BRIEF: The word "traversal" may appear in the records below. Report how many lines contain it, and write nothing besides the number.

[Stored data]
+ + + +

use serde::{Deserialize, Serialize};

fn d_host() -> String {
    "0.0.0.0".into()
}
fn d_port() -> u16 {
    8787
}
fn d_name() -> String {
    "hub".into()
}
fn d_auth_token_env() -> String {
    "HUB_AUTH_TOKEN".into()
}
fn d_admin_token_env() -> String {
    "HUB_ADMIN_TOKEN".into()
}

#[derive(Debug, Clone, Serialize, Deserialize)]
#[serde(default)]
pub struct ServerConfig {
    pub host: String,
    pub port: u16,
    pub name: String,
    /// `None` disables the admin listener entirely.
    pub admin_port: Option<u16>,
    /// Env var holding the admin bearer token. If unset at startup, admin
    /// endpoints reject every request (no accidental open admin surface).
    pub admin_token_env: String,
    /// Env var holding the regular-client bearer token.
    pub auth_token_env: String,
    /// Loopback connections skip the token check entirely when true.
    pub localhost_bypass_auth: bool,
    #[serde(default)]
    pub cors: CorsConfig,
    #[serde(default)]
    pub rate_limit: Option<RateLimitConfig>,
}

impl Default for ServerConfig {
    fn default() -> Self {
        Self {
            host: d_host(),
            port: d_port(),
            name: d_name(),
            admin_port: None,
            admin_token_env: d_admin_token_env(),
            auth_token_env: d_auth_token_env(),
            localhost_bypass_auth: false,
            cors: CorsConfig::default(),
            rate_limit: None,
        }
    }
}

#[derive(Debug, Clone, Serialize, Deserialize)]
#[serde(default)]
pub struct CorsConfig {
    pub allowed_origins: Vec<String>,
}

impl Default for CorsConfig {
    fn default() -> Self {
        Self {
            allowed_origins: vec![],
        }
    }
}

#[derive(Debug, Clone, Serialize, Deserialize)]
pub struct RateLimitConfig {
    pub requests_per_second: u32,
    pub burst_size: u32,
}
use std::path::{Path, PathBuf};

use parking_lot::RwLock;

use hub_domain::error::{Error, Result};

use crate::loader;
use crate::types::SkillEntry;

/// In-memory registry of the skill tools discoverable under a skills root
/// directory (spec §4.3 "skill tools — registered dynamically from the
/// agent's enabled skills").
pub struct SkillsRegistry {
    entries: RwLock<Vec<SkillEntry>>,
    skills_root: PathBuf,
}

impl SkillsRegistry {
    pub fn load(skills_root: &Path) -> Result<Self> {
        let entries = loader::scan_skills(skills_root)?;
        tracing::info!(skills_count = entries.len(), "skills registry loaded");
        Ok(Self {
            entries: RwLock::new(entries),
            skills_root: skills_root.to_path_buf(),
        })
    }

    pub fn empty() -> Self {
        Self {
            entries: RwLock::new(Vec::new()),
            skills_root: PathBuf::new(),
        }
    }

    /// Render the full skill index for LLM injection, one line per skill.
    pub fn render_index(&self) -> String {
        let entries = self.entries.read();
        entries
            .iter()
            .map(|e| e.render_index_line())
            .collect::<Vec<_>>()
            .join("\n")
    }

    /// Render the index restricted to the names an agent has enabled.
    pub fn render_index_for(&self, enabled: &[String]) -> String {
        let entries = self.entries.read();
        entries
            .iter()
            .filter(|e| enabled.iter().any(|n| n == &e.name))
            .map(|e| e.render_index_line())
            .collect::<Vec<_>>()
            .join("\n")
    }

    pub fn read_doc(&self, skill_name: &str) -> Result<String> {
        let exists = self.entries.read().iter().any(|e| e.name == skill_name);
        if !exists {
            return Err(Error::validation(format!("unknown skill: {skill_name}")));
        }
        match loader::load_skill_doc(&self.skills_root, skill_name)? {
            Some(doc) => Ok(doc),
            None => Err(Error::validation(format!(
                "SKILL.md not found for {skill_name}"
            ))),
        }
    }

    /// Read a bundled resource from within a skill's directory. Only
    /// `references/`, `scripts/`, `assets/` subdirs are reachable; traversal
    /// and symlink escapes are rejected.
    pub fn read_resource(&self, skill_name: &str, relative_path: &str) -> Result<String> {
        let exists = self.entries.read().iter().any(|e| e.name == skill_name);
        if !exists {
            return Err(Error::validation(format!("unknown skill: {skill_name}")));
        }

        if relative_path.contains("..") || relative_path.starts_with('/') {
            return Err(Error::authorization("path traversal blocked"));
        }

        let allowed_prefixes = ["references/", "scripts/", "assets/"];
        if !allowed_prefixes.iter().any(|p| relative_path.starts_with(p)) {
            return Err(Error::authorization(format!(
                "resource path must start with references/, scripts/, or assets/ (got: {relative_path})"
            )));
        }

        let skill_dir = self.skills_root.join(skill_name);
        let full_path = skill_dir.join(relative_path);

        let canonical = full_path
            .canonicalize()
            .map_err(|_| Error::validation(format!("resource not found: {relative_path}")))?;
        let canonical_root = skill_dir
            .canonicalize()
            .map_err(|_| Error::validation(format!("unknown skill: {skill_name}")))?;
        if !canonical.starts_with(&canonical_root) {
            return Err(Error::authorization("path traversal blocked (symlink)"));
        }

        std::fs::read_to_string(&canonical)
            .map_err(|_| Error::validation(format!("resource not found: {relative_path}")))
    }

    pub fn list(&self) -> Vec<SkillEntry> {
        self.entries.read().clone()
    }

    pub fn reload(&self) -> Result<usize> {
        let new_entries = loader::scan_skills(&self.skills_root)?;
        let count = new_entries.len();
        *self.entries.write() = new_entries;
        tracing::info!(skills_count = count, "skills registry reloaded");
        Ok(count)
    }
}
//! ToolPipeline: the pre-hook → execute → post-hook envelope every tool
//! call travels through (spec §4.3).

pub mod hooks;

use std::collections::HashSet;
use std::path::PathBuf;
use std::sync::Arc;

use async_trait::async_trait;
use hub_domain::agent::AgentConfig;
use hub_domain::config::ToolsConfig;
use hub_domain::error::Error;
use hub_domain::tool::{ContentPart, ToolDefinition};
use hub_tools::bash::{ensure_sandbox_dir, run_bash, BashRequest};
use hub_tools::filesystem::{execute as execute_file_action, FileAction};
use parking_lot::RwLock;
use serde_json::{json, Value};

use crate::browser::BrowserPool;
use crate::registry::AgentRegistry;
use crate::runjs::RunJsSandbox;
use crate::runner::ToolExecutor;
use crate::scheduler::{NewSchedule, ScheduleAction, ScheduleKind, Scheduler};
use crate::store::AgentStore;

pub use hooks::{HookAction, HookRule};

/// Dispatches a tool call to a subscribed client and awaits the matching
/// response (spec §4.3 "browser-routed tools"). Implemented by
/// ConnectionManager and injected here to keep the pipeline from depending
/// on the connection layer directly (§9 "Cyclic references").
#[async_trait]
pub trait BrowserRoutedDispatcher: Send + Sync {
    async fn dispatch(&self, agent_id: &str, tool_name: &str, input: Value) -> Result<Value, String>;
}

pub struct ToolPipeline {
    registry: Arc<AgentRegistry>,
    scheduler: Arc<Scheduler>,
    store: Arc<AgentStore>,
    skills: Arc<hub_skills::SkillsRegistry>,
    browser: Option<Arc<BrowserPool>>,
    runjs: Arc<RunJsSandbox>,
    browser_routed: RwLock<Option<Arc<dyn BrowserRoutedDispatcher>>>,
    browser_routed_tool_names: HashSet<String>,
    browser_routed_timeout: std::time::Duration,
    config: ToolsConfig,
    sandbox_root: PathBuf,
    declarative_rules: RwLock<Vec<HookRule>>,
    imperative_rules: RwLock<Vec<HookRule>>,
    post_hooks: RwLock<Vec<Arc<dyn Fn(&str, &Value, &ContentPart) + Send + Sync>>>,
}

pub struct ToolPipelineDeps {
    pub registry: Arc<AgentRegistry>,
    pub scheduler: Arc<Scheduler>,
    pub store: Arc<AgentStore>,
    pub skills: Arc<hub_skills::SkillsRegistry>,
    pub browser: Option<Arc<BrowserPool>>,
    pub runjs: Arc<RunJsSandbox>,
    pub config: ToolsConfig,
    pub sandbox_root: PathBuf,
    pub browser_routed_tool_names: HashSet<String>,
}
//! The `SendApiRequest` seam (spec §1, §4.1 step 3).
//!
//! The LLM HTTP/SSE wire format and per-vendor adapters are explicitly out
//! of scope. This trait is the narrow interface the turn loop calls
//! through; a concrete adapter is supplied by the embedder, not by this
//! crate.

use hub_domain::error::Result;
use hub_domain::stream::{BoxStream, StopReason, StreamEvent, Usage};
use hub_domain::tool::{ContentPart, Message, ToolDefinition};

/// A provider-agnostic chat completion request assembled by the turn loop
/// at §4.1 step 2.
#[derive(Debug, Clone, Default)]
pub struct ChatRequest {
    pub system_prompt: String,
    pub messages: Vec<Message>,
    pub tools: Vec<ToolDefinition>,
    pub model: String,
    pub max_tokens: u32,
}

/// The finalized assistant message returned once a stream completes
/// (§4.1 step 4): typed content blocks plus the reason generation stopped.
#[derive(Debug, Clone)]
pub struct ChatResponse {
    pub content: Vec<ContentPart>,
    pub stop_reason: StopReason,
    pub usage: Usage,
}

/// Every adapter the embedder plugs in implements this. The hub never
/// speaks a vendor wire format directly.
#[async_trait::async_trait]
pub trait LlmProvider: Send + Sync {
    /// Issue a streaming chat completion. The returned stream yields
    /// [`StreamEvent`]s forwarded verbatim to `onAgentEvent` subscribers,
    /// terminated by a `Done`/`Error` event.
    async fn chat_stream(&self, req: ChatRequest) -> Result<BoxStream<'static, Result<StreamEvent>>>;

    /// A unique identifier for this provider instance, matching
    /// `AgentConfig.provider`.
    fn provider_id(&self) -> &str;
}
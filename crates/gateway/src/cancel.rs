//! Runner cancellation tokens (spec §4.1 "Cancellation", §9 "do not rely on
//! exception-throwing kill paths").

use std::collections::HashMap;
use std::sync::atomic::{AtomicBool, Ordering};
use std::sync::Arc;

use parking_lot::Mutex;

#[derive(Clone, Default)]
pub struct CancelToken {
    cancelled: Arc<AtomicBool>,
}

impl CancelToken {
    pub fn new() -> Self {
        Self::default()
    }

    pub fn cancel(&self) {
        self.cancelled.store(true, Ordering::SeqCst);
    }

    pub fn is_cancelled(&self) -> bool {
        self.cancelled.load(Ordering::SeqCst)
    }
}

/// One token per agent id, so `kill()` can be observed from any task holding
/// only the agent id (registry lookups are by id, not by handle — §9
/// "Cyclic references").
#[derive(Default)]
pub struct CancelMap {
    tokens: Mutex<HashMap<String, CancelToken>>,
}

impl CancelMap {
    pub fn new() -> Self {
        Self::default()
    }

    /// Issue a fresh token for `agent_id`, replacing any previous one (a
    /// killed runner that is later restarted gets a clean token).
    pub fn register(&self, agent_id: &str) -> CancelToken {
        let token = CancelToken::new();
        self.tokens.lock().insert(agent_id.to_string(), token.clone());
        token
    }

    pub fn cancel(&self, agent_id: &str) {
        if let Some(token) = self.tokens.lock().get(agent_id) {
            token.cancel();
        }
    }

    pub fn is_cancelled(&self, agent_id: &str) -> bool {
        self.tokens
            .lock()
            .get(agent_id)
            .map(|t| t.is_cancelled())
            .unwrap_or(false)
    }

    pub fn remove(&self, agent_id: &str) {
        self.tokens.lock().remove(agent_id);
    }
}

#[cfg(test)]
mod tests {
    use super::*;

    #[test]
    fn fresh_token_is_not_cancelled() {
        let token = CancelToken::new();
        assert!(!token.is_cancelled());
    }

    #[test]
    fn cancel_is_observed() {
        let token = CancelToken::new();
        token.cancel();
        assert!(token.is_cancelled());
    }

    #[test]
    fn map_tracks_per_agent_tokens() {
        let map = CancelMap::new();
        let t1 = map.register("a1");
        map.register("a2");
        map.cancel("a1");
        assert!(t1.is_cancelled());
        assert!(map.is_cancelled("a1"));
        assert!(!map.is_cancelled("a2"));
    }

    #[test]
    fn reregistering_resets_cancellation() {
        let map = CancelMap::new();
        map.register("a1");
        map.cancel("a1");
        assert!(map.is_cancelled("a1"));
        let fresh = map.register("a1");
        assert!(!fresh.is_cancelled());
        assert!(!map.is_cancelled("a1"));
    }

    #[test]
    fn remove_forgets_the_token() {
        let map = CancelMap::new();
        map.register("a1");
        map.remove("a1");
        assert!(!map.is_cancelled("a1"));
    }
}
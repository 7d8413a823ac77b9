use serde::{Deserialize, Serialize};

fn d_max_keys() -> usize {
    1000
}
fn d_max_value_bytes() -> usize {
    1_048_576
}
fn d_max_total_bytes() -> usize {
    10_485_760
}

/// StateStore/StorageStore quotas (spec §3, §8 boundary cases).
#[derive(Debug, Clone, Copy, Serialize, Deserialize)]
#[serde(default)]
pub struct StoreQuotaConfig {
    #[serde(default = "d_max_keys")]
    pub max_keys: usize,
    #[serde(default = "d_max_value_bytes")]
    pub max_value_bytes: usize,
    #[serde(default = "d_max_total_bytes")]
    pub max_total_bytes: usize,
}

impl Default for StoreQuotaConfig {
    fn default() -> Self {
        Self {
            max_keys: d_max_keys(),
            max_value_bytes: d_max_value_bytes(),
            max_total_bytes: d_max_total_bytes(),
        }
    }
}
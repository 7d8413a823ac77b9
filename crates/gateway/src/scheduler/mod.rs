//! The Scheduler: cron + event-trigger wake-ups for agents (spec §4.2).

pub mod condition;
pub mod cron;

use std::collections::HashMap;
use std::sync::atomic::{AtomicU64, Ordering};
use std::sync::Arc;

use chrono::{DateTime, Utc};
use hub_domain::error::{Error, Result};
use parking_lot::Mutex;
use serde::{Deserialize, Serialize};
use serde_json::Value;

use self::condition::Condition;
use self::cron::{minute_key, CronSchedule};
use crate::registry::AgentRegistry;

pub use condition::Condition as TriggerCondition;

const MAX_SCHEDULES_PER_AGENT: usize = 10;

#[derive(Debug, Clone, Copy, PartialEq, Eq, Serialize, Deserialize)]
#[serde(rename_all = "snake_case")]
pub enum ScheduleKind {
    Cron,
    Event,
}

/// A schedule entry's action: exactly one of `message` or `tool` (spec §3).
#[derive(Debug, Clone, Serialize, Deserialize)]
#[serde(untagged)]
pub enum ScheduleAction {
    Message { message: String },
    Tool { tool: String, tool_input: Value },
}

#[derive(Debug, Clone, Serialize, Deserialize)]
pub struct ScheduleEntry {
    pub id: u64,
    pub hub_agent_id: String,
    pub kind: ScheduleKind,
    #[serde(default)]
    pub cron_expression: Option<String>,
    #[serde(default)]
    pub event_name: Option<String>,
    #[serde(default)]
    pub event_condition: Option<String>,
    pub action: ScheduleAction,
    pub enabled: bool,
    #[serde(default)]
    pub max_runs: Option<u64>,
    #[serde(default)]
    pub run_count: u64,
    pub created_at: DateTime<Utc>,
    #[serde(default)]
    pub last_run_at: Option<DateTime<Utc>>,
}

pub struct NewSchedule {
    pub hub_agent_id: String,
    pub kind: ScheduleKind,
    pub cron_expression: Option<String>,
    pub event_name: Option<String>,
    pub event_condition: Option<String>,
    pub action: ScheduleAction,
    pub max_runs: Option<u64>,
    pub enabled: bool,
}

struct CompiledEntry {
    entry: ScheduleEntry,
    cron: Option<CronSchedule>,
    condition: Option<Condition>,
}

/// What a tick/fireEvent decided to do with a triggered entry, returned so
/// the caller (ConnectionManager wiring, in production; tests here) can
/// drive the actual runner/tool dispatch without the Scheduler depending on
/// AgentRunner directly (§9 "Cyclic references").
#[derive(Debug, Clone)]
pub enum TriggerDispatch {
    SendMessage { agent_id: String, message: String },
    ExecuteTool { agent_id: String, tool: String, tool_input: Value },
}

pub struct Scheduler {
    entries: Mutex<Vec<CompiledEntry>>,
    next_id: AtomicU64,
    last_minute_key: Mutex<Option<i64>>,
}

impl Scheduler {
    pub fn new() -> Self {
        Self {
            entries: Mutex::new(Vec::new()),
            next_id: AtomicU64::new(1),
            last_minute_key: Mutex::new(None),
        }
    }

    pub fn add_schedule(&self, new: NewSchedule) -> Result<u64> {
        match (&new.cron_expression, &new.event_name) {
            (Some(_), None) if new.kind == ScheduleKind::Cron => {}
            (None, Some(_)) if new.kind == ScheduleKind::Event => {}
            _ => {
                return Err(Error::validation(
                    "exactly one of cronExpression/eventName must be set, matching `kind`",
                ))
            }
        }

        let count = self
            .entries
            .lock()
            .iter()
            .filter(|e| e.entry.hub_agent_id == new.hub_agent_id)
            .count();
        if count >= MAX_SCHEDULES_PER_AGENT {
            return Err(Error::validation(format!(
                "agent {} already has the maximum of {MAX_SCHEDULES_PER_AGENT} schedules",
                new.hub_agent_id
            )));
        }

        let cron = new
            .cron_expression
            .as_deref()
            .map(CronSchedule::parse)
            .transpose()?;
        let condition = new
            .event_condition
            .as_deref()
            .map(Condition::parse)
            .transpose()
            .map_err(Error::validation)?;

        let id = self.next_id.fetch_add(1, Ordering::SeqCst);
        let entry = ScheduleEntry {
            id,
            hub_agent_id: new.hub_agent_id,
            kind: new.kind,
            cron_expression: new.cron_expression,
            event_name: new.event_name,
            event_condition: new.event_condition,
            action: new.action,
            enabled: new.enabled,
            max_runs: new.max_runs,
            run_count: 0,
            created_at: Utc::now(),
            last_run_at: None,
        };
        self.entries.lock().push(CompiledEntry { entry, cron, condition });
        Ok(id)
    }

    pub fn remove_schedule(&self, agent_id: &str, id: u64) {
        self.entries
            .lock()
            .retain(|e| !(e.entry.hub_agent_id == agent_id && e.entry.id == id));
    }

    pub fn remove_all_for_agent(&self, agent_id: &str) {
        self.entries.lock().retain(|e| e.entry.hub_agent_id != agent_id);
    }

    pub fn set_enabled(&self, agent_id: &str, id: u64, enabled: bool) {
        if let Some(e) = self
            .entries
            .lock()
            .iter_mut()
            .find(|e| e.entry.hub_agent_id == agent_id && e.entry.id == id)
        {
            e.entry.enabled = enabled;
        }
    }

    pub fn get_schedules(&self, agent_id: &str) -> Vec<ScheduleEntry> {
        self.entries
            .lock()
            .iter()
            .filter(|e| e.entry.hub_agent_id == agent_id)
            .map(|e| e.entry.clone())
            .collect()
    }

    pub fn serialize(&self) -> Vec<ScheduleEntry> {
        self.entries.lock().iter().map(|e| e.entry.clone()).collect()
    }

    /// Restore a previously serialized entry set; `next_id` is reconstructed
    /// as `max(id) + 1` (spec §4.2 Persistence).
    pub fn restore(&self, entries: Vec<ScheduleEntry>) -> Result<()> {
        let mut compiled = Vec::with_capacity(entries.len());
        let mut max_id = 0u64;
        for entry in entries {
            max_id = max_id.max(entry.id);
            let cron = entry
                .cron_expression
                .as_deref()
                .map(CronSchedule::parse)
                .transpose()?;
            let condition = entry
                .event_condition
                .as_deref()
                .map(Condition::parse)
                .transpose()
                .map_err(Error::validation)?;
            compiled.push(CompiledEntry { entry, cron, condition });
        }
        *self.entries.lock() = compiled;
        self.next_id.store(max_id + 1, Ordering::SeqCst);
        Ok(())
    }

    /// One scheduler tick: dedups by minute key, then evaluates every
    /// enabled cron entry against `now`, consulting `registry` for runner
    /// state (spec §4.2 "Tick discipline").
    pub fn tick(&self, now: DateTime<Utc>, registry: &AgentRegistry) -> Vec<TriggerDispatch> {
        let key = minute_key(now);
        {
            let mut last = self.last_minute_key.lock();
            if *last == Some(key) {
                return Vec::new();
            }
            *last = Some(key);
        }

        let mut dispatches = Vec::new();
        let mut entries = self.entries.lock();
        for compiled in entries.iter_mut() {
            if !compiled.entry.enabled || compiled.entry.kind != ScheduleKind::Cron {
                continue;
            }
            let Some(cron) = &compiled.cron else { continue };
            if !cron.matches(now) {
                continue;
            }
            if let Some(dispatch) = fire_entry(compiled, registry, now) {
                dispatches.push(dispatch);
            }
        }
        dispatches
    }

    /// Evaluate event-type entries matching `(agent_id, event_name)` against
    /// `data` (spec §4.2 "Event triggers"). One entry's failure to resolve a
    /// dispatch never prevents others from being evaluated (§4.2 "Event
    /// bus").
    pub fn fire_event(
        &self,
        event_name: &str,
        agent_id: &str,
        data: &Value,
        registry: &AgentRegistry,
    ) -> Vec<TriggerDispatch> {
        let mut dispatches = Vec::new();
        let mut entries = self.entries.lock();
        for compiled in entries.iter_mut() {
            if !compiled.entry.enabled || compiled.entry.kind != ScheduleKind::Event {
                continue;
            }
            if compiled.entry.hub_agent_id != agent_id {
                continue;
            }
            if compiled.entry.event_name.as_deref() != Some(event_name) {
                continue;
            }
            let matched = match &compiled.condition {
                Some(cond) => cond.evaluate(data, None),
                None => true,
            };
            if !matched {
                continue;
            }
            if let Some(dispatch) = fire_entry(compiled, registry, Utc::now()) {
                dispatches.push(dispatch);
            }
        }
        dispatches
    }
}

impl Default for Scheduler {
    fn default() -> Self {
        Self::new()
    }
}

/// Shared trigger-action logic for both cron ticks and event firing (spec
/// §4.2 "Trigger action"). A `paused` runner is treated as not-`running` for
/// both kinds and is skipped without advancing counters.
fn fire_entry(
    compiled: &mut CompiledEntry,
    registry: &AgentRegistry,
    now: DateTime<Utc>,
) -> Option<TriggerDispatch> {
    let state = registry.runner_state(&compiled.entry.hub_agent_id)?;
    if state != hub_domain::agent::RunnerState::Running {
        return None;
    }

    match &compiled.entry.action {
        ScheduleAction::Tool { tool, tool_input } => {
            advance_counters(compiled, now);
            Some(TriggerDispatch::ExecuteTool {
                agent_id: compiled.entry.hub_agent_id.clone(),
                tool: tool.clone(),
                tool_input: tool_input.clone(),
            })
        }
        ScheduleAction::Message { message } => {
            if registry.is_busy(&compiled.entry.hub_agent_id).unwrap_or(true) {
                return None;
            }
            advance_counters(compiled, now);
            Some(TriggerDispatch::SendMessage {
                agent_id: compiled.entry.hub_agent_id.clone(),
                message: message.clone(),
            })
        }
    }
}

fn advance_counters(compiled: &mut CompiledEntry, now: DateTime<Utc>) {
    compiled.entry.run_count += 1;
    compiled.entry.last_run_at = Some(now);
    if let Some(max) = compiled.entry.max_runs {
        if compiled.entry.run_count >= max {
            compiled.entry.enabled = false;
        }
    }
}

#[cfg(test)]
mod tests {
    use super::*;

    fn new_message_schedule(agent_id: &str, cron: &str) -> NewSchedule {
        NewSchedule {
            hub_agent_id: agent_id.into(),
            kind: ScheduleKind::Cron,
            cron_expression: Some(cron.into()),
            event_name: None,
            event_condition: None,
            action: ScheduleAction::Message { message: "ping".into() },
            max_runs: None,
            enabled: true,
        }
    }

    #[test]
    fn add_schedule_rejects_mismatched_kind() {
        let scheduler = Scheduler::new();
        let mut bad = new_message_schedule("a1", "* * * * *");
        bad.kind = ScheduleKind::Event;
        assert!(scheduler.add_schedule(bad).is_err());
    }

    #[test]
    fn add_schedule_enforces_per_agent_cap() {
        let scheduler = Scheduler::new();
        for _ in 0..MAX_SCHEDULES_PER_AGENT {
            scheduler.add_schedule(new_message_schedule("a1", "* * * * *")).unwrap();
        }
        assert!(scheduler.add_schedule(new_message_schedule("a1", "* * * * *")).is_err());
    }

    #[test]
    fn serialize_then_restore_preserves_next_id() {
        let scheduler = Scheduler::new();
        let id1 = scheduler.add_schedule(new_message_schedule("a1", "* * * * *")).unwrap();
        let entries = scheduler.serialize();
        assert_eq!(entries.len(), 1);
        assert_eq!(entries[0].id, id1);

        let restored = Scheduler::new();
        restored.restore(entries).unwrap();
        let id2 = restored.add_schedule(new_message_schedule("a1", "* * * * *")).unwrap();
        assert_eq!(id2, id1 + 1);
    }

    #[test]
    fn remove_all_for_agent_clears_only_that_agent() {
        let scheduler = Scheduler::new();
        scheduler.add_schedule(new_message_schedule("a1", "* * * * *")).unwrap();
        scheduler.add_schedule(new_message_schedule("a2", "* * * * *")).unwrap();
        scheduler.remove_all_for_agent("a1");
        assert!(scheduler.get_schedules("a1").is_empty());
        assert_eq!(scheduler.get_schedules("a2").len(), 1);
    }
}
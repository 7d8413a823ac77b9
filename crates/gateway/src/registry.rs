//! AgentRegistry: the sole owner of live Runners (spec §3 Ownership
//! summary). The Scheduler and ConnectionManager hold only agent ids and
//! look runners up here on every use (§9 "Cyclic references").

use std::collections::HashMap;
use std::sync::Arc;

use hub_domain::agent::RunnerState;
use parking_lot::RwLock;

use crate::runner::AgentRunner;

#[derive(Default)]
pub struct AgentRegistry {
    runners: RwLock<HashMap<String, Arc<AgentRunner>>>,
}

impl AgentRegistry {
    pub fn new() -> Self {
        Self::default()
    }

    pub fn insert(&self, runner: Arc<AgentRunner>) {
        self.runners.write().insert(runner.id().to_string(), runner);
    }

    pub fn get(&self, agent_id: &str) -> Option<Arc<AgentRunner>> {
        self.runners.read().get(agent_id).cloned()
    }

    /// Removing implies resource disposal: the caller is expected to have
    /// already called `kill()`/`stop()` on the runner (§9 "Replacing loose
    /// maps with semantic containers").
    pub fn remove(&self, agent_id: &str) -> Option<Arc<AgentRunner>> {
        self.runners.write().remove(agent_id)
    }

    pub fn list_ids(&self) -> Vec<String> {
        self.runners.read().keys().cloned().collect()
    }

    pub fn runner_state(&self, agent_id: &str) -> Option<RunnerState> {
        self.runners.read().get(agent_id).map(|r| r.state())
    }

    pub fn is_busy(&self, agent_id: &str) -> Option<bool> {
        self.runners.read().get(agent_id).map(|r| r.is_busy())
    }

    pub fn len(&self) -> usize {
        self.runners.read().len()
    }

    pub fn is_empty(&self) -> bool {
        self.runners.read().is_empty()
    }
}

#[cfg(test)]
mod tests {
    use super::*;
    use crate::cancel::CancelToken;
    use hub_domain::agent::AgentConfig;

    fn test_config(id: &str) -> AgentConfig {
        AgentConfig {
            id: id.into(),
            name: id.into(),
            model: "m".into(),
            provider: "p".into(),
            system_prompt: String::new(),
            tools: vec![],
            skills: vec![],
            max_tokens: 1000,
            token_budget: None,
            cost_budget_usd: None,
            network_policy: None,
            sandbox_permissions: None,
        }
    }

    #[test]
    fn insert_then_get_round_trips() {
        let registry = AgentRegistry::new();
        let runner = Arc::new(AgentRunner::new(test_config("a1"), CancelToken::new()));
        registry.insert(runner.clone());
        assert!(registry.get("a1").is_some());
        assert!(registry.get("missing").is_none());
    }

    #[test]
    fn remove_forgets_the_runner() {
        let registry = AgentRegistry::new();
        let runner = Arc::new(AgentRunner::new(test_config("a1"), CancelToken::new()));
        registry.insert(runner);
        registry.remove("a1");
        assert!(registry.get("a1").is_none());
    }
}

+ + + +

OUTPUT FOR THIS EXERCISE: 3